Уже и ей пятьдесят скоро, с острой жалостью подумал Вадим Аркадьевич.
— Конечно, — говорил он, гладя невестку по седеющим волосам, — конечно…
Она отняла голову, улыбнулась:
— Хотите, рубашку вам сошью? А эту выбросим.
Вадим Аркадьевич кивнул и покровительственно чмокнул ее в мокрую щеку.
17
Отправления долго не давали.
Семченко посидел в купе, затем вышел в коридор. Там стоял мальчик лет шести и с ужасом, не отрываясь, глядел на его ухо.
— Это ничего, — сказал Семченко и помял ухо двумя пальцами. — Уже давно не больно.
Наконец тронулись. В вагоне было светло, и, когда проехали освещенный перрон, за окнами сразу ощутилась ночь. Проплыла мимо вереница вокзальных киосков, поезд набирал скорость; подрагивая, вылетали из темноты огни, приближались, вспыхивали и исчезали, как забытые лица, которые на мгновение выносит к поверхности памяти.
Поезд стал изгибаться, поворачивая к реке, поворот был крутой, синий фонарь у какого-то склада с минуту, наверное, не пропадал из виду, вагоны обтекали его по дуге, и Семченко вспомнил заплаканное лицо Альбины Ивановны. О чем она плакала там, в полупустом зале московского эсперанто-клуба, слушая его обличительную речь? О «гранда бен эсперо» доктора Заменгофа, и Линева, и Сикорского, и самого Семченко? Или о своей любви, которую он не замечал, а потом предал, опять-таки этого не заметив? Может быть, и о том, и о другом, и еще о многом. Она уже тогда понимала, Альбина Ивановна, что любая бескорыстная идея — пусть неправильная, всегда обрастает судьбами людей, их надеждами, памятью и любовью, становится частью обыкновенной жизни, той самой жизни, которую хотела изменить, и разделить их уже нельзя. Неужели и Кабаков это понимал? Такие идеи живут и умирают, как люди, и те, которые много всего в жизни натерпелись, к старости делаются добрее.
Синий огонь у склада пропал, Семченко увидел цепочку фонарей на новом автомобильном мосту.
Через полчаса он лежал на полке, вагон сильно болтало, позвякивала оставленная в стакане ложечка.
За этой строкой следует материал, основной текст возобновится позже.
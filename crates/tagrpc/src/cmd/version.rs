use crate::cmd::VersionArgs;
use crate::exit::{CliResult, SUCCESS};

pub fn run(args: VersionArgs) -> CliResult<i32> {
    if !args.extended {
        println!("tagrpc {}", env!("CARGO_PKG_VERSION"));
        return Ok(SUCCESS);
    }

    println!("name: tagrpc");
    println!("version: {}", env!("CARGO_PKG_VERSION"));
    println!(
        "target: {}",
        option_env!("TAGRPC_BUILD_TARGET").unwrap_or("unknown")
    );
    println!("target_os: {}", std::env::consts::OS);
    println!("target_arch: {}", std::env::consts::ARCH);
    println!("git_hash: {}", option_env!("GIT_HASH").unwrap_or("unknown"));
    println!(
        "features: client={}, async={}, cli=true",
        cfg!(feature = "client"),
        cfg!(feature = "async")
    );
    println!(
        "frame: header={}B, max_payload={}B",
        tagrpc_frame::HEADER_SIZE,
        tagrpc_frame::DEFAULT_MAX_PAYLOAD
    );

    Ok(SUCCESS)
}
Конечно, о тех днях в июле двадцатого он вспоминал и раньше, но воспоминание о Казарозе постепенно отделилось от них, стало жить само по себе. Жизнь была большая, он не однажды менял привычки, сбрасывал кожу. Гимнастерка сменилась твидовым костюмом, а тот, в свою очередь, москвошвейским и опять гимнастеркой, только иного образца; вместо привезенных из Англии эмалированных коробочек появились банки с наклеенными женой ярлычками, после — выдвижные ящички в кухонном шкафу, и нельзя сказать, чтобы он, Николай Семенович Семченко, со всеми этими и прочими, несравненно более важными переменами оставался бы одним и тем же человеком.
Члены клуба «Эсперо», однополчане, коллеги вспоминались, разумеется, но чаще в нужный момент, когда способны были объяснить какие-то обстоятельства его собственной теперешней жизни, а Казароза была с ним всегда именно потому, что ничего не объясняла. Он никогда не сравнивал ее с женой, с другими женщинами. Он помнил ее так, как помнят лишь детство и самую первую юность. Это она, Казароза, не давала ему раствориться в переменах жизни, которые еще не стали судьбой, а теперь она же помогла увидеть судьбу в том, что казалось не более чем переменой жизни.